No puedo recordar el gesto de mi mamá cuando amenazaban las vacaciones; es más, no tengo presente ninguno en la cara de alguna madre en esos tiempos lejanos. Quizá -puede ser- ni siquiera se percataban, pues, ocupadas con decenas de chiquillos, la vida parecía igual toditito el año.
En lo personal, fui rara desde pequeña. Las vacaciones no resultaban una noticia extraordinaria, aunque tampoco abominable; las cosas cambiaban poco en mi vida, porque, durante el verano, seguía siendo la niña desgarbada de siempre, tan despeinada como entre semana y "marota" hasta decir ya no, de acuerdo con la versión de don Felipe.
Mamá continuaba con su vida más o menos cotidiana. Nosotros nos las arreglábamos solos en el patio construyendo cementerios de moscas y hormigas, a las cuales el Señor las llamaba a su reino luego de sucumbir a ciertas corretizas e intentos fallidos de RCP -respiración boca a boca nunca la practicamos con los desgraciados insectos-.
Ella, según recuerdo, lavaba los martes y viernes, planchaba el sábado y hacía pasteles toda la semana, de modo y manera que el calendario escolar no transformaba mucho su vida, como lo hace ahora con las mamás modernas.
Puedo adivinar un incremento de consultas al sicólogo en estos días, y la sensación materna de haber descansado menos durante las vacaciones que cuando las vueltas ordinarias de todo el año. Y es que el sólo anuncio de niños en casa es un espanto, un estrés, migraña segura y gastadero imparable de dinero inexistente.

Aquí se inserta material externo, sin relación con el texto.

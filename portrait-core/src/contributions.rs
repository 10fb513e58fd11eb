//! Contribution signals beyond raw activity: repositories tied to widely
//! used frameworks, and what kind of pull requests the account opens.

use serde::{Deserialize, Serialize};

use crate::profile::{RawProfile, Repository};

#[derive(Debug, Clone, Copy, PartialEq, Eq, Hash, Serialize, Deserialize)]
pub enum Impact {
    Legendary,
    High,
}

impl Impact {
    pub fn multiplier(&self) -> f64 {
        match self {
            Impact::Legendary => 10.0,
            Impact::High => 5.0,
        }
    }

    pub fn label(&self) -> &'static str {
        match self {
            Impact::Legendary => "legendary",
            Impact::High => "high",
        }
    }
}

/// A framework whose contributors are recognised on sight.
#[derive(Debug, Clone, Copy, PartialEq, Eq)]
pub struct Framework {
    pub name: &'static str,
    pub category: &'static str,
    pub kind: &'static str,
    pub impact: Impact,
}

const fn fw(name: &'static str, category: &'static str, kind: &'static str, impact: Impact) -> Framework {
    Framework { name, category, kind, impact }
}

pub const HIGH_PROFILE_FRAMEWORKS: &[Framework] = &[
    fw("pytorch", "AI/ML", "deep learning", Impact::Legendary),
    fw("tensorflow", "AI/ML", "deep learning", Impact::Legendary),
    fw("scikit-learn", "AI/ML", "machine learning", Impact::Legendary),
    fw("xgboost", "AI/ML", "machine learning", Impact::High),
    fw("pandas", "Data Science", "data processing", Impact::Legendary),
    fw("numpy", "Data Science", "numerical computing", Impact::Legendary),
    fw("tvm", "AI/ML", "compiler optimization", Impact::High),
    fw("react", "Web Frontend", "ui framework", Impact::Legendary),
    fw("vue", "Web Frontend", "ui framework", Impact::Legendary),
    fw("angular", "Web Frontend", "ui framework", Impact::Legendary),
    fw("django", "Web Backend", "web framework", Impact::Legendary),
    fw("flask", "Web Backend", "web framework", Impact::High),
    fw("nodejs", "Web Backend", "runtime", Impact::Legendary),
    fw("linux", "Operating Systems", "kernel", Impact::Legendary),
    fw("git", "DevOps/Infra", "version control", Impact::Legendary),
    fw("kubernetes", "DevOps/Infra", "orchestration", Impact::Legendary),
    fw("docker", "DevOps/Infra", "containerization", Impact::Legendary),
    fw("rust", "Systems Programming", "language", Impact::High),
    fw("golang", "Systems Programming", "language", Impact::High),
    fw("typescript", "Web Development", "language", Impact::High),
];

/// First framework the repository name refers to. A name matches when it
/// equals the framework, or when one of its `-`, `_` or `.` separated
/// parts does (`react-native`, `linux_kernel`, `my.numpy`).
pub fn match_framework(repo_name: &str) -> Option<&'static Framework> {
    let name = repo_name.trim().to_ascii_lowercase();
    if name.is_empty() {
        return None;
    }
    HIGH_PROFILE_FRAMEWORKS.iter().find(|f| {
        name == f.name || name.split(['-', '_', '.']).any(|part| part == f.name)
    })
}

#[derive(Debug, Clone, PartialEq, Serialize, Deserialize)]
pub struct FrameworkContribution {
    pub framework: String,
    pub repository: String,
    pub category: String,
    pub impact: Impact,
    pub stars: u32,
    pub forks: u32,
    pub is_owner: bool,
    pub impact_score: f64,
}

impl FrameworkContribution {
    fn new(framework: &Framework, repo: &Repository) -> Self {
        let score = framework.impact.multiplier()
            * (1.0 + f64::from(repo.stars) / 1000.0 + f64::from(repo.forks_received) / 100.0);
        Self {
            framework: framework.name.to_string(),
            repository: repo.name.clone(),
            category: framework.category.to_string(),
            impact: framework.impact,
            stars: repo.stars,
            forks: repo.forks_received,
            is_owner: repo.is_owner,
            impact_score: score,
        }
    }
}

/// One entry per framework, in table order.
#[derive(Debug, Clone, Default, PartialEq, Serialize, Deserialize)]
pub struct HighProfileContributions {
    pub contributions: Vec<FrameworkContribution>,
    pub total_impact_score: f64,
}

impl HighProfileContributions {
    pub fn legendary_count(&self) -> usize {
        self.count(Impact::Legendary)
    }

    pub fn high_count(&self) -> usize {
        self.count(Impact::High)
    }

    pub fn is_empty(&self) -> bool {
        self.contributions.is_empty()
    }

    /// Framework names, highest impact score first.
    pub fn top_frameworks(&self, n: usize) -> Vec<&str> {
        let mut ranked: Vec<&FrameworkContribution> = self.contributions.iter().collect();
        ranked.sort_by(|a, b| b.impact_score.total_cmp(&a.impact_score));
        ranked.into_iter().take(n).map(|c| c.framework.as_str()).collect()
    }

    fn count(&self, impact: Impact) -> usize {
        self.contributions.iter().filter(|c| c.impact == impact).count()
    }
}

/// Scan every repository, forks included: a fork of a framework is how
/// outside contributors usually work on it. When several repositories
/// match the same framework the highest-scoring one is kept.
pub fn detect_high_profile(profile: &RawProfile) -> HighProfileContributions {
    let mut found: Vec<(usize, FrameworkContribution)> = Vec::new();
    for repo in &profile.repositories {
        let Some(framework) = match_framework(&repo.name) else {
            continue;
        };
        let position = HIGH_PROFILE_FRAMEWORKS.iter().position(|f| f.name == framework.name).unwrap_or(usize::MAX);
        let contribution = FrameworkContribution::new(framework, repo);
        match found.iter_mut().find(|(p, _)| *p == position) {
            Some((_, existing)) if existing.impact_score >= contribution.impact_score => {}
            Some((_, existing)) => *existing = contribution,
            None => found.push((position, contribution)),
        }
    }
    found.sort_by_key(|(p, _)| *p);

    let contributions: Vec<FrameworkContribution> = found.into_iter().map(|(_, c)| c).collect();
    let total_impact_score = contributions.iter().map(|c| c.impact_score).sum();
    HighProfileContributions { contributions, total_impact_score }
}

#[derive(Debug, Clone, Copy, PartialEq, Eq, Hash, Serialize, Deserialize)]
pub enum PrKind {
    Feature,
    Fix,
    Docs,
    Test,
    Other,
}

/// Checked in order; the first kind with a hit wins.
const PR_KEYWORDS: &[(PrKind, &[&str], &[&str])] = &[
    (PrKind::Feature, &["feat:", "feature:"], &["add", "adds", "added", "implement", "implements", "new"]),
    (PrKind::Fix, &["fix:", "bug:", "hotfix:", "patch:"], &["fix", "fixes", "fixed", "resolve", "resolves"]),
    (PrKind::Docs, &["docs:", "doc:"], &["readme", "documentation", "docs"]),
    (PrKind::Test, &["test:", "tests:", "spec:"], &["testing", "tests"]),
];

/// Kind of a pull request, judged from its title.
pub fn classify_pull_request(title: &str) -> PrKind {
    let lower = title.to_lowercase();
    let words: Vec<&str> = lower.split(|c: char| !c.is_alphanumeric()).filter(|w| !w.is_empty()).collect();
    for (kind, prefixes, keywords) in PR_KEYWORDS {
        if prefixes.iter().any(|p| lower.contains(p)) || words.iter().any(|w| keywords.contains(w)) {
            return *kind;
        }
    }
    PrKind::Other
}

#[derive(Debug, Clone, Copy, PartialEq, Eq, Hash, Serialize, Deserialize)]
pub enum Archetype {
    FeatureCreator,
    BugFixer,
    DocWriter,
}

impl Archetype {
    pub fn label(&self) -> &'static str {
        match self {
            Archetype::FeatureCreator => "Feature Creator",
            Archetype::BugFixer => "Bug Fixer",
            Archetype::DocWriter => "Documentation Writer",
        }
    }
}

#[derive(Debug, Clone, Copy, Default, PartialEq, Eq, Serialize, Deserialize)]
pub struct PrKindCounts {
    pub feature: u32,
    pub fix: u32,
    pub docs: u32,
    pub test: u32,
    pub other: u32,
}

impl PrKindCounts {
    fn bump(&mut self, kind: PrKind) {
        let slot = match kind {
            PrKind::Feature => &mut self.feature,
            PrKind::Fix => &mut self.fix,
            PrKind::Docs => &mut self.docs,
            PrKind::Test => &mut self.test,
            PrKind::Other => &mut self.other,
        };
        *slot = slot.saturating_add(1);
    }
}

#[derive(Debug, Clone, Default, PartialEq, Eq, Serialize, Deserialize)]
pub struct PullRequestProfile {
    pub total: u32,
    pub kinds: PrKindCounts,
    pub archetypes: Vec<Archetype>,
}

pub fn analyze_pull_requests(titles: &[String]) -> PullRequestProfile {
    let mut kinds = PrKindCounts::default();
    for title in titles {
        kinds.bump(classify_pull_request(title));
    }

    let mut archetypes = Vec::new();
    if kinds.feature > 2 {
        archetypes.push(Archetype::FeatureCreator);
    }
    if kinds.fix > kinds.feature {
        archetypes.push(Archetype::BugFixer);
    }
    if kinds.docs > 1 {
        archetypes.push(Archetype::DocWriter);
    }

    PullRequestProfile {
        total: u32::try_from(titles.len()).unwrap_or(u32::MAX),
        kinds,
        archetypes,
    }
}

#[cfg(test)]
mod tests {
    use super::*;

    #[test]
    fn test_framework_matching() {
        assert_eq!(match_framework("pytorch").map(|f| f.name), Some("pytorch"));
        assert_eq!(match_framework("React").map(|f| f.name), Some("react"));
        assert_eq!(match_framework("react-native").map(|f| f.name), Some("react"));
        assert_eq!(match_framework("linux_kernel_notes").map(|f| f.name), Some("linux"));
        assert_eq!(match_framework("scikit-learn").map(|f| f.name), Some("scikit-learn"));
        // Substrings of unrelated words do not count.
        assert_eq!(match_framework("digital-garden"), None);
        assert_eq!(match_framework("trusty"), None);
        assert_eq!(match_framework(""), None);
    }

    #[test]
    fn test_detect_high_profile_scores_and_counts() {
        let profile = RawProfile::new("octo")
            .with_repository(Repository::new("pytorch").forked().not_owned().with_stars(2000).with_forks_received(100))
            .with_repository(Repository::new("flask-extras").with_stars(0))
            .with_repository(Repository::new("dotfiles"));
        let hp = detect_high_profile(&profile);

        assert_eq!(hp.contributions.len(), 2);
        assert_eq!(hp.contributions[0].framework, "pytorch");
        assert!((hp.contributions[0].impact_score - 40.0).abs() < 1e-9);
        assert!(!hp.contributions[0].is_owner);
        assert!((hp.contributions[1].impact_score - 5.0).abs() < 1e-9);
        assert!((hp.total_impact_score - 45.0).abs() < 1e-9);
        assert_eq!(hp.legendary_count(), 1);
        assert_eq!(hp.high_count(), 1);
        assert_eq!(hp.top_frameworks(1), vec!["pytorch"]);
    }

    #[test]
    fn test_same_framework_keeps_best_repository() {
        let profile = RawProfile::new("octo")
            .with_repository(Repository::new("react-demo"))
            .with_repository(Repository::new("react").with_stars(5000));
        let hp = detect_high_profile(&profile);
        assert_eq!(hp.contributions.len(), 1);
        assert_eq!(hp.contributions[0].repository, "react");
    }

    #[test]
    fn test_no_frameworks() {
        let hp = detect_high_profile(&RawProfile::new("octo").with_repository(Repository::new("blog")));
        assert!(hp.is_empty());
        assert_eq!(hp.total_impact_score, 0.0);
    }

    #[test]
    fn test_pull_request_kinds() {
        assert_eq!(classify_pull_request("feat: streaming parser"), PrKind::Feature);
        assert_eq!(classify_pull_request("Add retry to client"), PrKind::Feature);
        assert_eq!(classify_pull_request("Fix panic on empty input"), PrKind::Fix);
        assert_eq!(classify_pull_request("hotfix: bad header"), PrKind::Fix);
        assert_eq!(classify_pull_request("Update README"), PrKind::Docs);
        assert_eq!(classify_pull_request("tests: cover the cache"), PrKind::Test);
        assert_eq!(classify_pull_request("Bump serde to 1.0.200"), PrKind::Other);
        // Whole words only: "address" is not "add".
        assert_eq!(classify_pull_request("Address review comments"), PrKind::Other);
    }

    #[test]
    fn test_archetypes_from_titles() {
        let titles: Vec<String> = [
            "fix: crash on start",
            "Fix typo in handler",
            "docs: usage",
            "Improve README examples",
            "refactor module layout",
        ]
        .iter()
        .map(|t| t.to_string())
        .collect();
        let pr = analyze_pull_requests(&titles);
        assert_eq!(pr.total, 5);
        assert_eq!(pr.kinds, PrKindCounts { feature: 0, fix: 2, docs: 2, test: 0, other: 1 });
        assert_eq!(pr.archetypes, vec![Archetype::BugFixer, Archetype::DocWriter]);

        let features: Vec<String> = (0..3).map(|i| format!("feat: thing {i}")).collect();
        assert_eq!(analyze_pull_requests(&features).archetypes, vec![Archetype::FeatureCreator]);
        assert!(analyze_pull_requests(&[]).archetypes.is_empty());
    }
}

La sola idea da escozor y alimenta el ingenio: a una madre amenazada le surge una inventiva bárbara para buscar y encontrar los cursos más extraños en el mundo: beisbol, cuya inscripción incluye armadura; waterpolo sin agua -para evitar riesgos-, no requiere traje de baño; chef en pequeño, incluye filipina y dos sopas Maruchan; esgrima sin armas; escalada sin montaña; escultura en barro sin manchas -garantizado o le bañan al niño-; matemáticas que no lo parecen. En fin, la lista es infinita y mi curiosidad también por saber hasta dónde puede llegar la inteligencia humana con tal de mantener ocupados a los hijos durante el verano.
A mí me bastaba con que me depositaran en el rancho. Me levantaba temprano al son de los Rancheritos del Topochico, correteaba a la Gamuza -el perro preferido-, contaba los pollos, tomaba traguitos de leche cruda, pizcaba manzanas, picaba nopales, y más de una vez fui víctima de un burro testarudo que me llevó por algunos metros, y no precisamente montada yo en su lomo.
La vida era sencilla y más barata para todos. Cierto, ni los sicólogos ni la academia tenían su jauja de verano como ahora; todo tiene su costo-beneficio. Pero yo, en verano, extraño aún las vacas y los burros de mis vacaciones.